* Exercise instructions
From the listing below, copy each line where "FieldType" occurs.

━━━━━━━━━━

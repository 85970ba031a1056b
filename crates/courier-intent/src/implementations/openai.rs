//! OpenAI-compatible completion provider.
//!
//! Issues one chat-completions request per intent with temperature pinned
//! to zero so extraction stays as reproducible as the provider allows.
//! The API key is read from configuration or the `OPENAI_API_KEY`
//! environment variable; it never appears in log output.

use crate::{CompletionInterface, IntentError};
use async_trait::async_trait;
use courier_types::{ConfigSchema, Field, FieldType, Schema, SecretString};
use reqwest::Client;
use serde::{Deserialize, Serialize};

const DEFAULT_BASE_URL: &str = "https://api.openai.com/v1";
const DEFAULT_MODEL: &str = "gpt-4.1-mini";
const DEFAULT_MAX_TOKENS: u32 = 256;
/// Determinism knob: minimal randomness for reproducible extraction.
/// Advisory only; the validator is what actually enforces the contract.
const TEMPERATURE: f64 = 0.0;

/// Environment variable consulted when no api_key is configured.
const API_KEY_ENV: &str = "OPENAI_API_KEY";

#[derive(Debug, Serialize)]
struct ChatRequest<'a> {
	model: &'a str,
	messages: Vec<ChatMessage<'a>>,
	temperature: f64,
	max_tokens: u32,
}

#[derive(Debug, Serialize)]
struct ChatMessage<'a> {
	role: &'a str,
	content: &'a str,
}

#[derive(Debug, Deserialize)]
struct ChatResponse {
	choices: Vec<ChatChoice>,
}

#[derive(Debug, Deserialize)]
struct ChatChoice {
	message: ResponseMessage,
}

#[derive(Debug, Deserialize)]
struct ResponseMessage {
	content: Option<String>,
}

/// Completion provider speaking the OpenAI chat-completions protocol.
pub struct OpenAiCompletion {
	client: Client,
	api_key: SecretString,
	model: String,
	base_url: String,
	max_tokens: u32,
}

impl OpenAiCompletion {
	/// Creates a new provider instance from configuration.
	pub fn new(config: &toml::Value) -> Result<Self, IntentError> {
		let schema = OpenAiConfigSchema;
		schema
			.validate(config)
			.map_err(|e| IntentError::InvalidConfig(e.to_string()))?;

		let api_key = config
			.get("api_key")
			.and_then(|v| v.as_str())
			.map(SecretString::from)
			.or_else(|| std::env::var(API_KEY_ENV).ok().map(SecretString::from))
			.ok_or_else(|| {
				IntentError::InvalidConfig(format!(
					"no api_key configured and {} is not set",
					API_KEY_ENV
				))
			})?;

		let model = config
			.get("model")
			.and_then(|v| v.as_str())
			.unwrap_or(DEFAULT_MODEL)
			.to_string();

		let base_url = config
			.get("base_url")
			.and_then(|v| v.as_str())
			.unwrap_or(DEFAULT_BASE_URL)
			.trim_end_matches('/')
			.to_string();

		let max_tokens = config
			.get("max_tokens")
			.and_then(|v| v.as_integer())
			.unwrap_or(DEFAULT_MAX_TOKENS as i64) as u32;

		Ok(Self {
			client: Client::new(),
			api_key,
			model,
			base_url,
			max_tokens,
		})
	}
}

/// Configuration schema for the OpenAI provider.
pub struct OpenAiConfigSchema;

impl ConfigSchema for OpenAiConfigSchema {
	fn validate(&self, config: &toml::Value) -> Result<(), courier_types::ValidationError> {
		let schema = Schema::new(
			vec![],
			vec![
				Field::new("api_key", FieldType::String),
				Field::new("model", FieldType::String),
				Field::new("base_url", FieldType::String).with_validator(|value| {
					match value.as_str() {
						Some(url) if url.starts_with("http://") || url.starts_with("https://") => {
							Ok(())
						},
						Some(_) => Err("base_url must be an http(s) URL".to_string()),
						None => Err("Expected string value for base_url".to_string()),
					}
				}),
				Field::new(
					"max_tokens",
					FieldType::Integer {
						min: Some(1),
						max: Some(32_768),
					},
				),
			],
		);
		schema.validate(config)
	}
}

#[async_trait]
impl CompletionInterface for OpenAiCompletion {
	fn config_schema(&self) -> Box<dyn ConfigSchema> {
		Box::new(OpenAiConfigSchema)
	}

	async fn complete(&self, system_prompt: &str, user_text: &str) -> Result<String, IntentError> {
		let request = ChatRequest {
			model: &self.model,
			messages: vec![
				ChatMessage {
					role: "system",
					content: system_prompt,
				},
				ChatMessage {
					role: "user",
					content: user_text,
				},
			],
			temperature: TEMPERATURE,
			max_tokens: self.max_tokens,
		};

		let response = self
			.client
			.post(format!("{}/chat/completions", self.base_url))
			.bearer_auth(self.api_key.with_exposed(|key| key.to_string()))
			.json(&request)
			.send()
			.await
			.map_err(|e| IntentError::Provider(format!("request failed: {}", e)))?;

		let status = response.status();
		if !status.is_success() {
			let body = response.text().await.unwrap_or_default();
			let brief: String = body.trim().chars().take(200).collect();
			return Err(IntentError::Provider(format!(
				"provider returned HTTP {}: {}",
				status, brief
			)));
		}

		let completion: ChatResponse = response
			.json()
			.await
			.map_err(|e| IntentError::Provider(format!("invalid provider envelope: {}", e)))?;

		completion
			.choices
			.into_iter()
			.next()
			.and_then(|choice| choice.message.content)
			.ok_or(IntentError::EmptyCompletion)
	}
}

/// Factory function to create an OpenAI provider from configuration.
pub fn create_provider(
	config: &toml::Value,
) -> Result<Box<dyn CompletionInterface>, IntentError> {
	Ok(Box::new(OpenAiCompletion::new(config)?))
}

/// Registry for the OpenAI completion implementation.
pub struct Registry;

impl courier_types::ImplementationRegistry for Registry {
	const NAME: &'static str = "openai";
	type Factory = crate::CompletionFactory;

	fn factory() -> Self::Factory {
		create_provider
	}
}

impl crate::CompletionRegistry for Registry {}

━━━━━━━━━━

* Answer section
use courier_types::{ConfigSchema, Field, FieldType, Schema, SecretString};
				Field::new("api_key", FieldType::String),
				Field::new("model", FieldType::String),
				Field::new("base_url", FieldType::String).with_validator(|value| {
					FieldType::Integer {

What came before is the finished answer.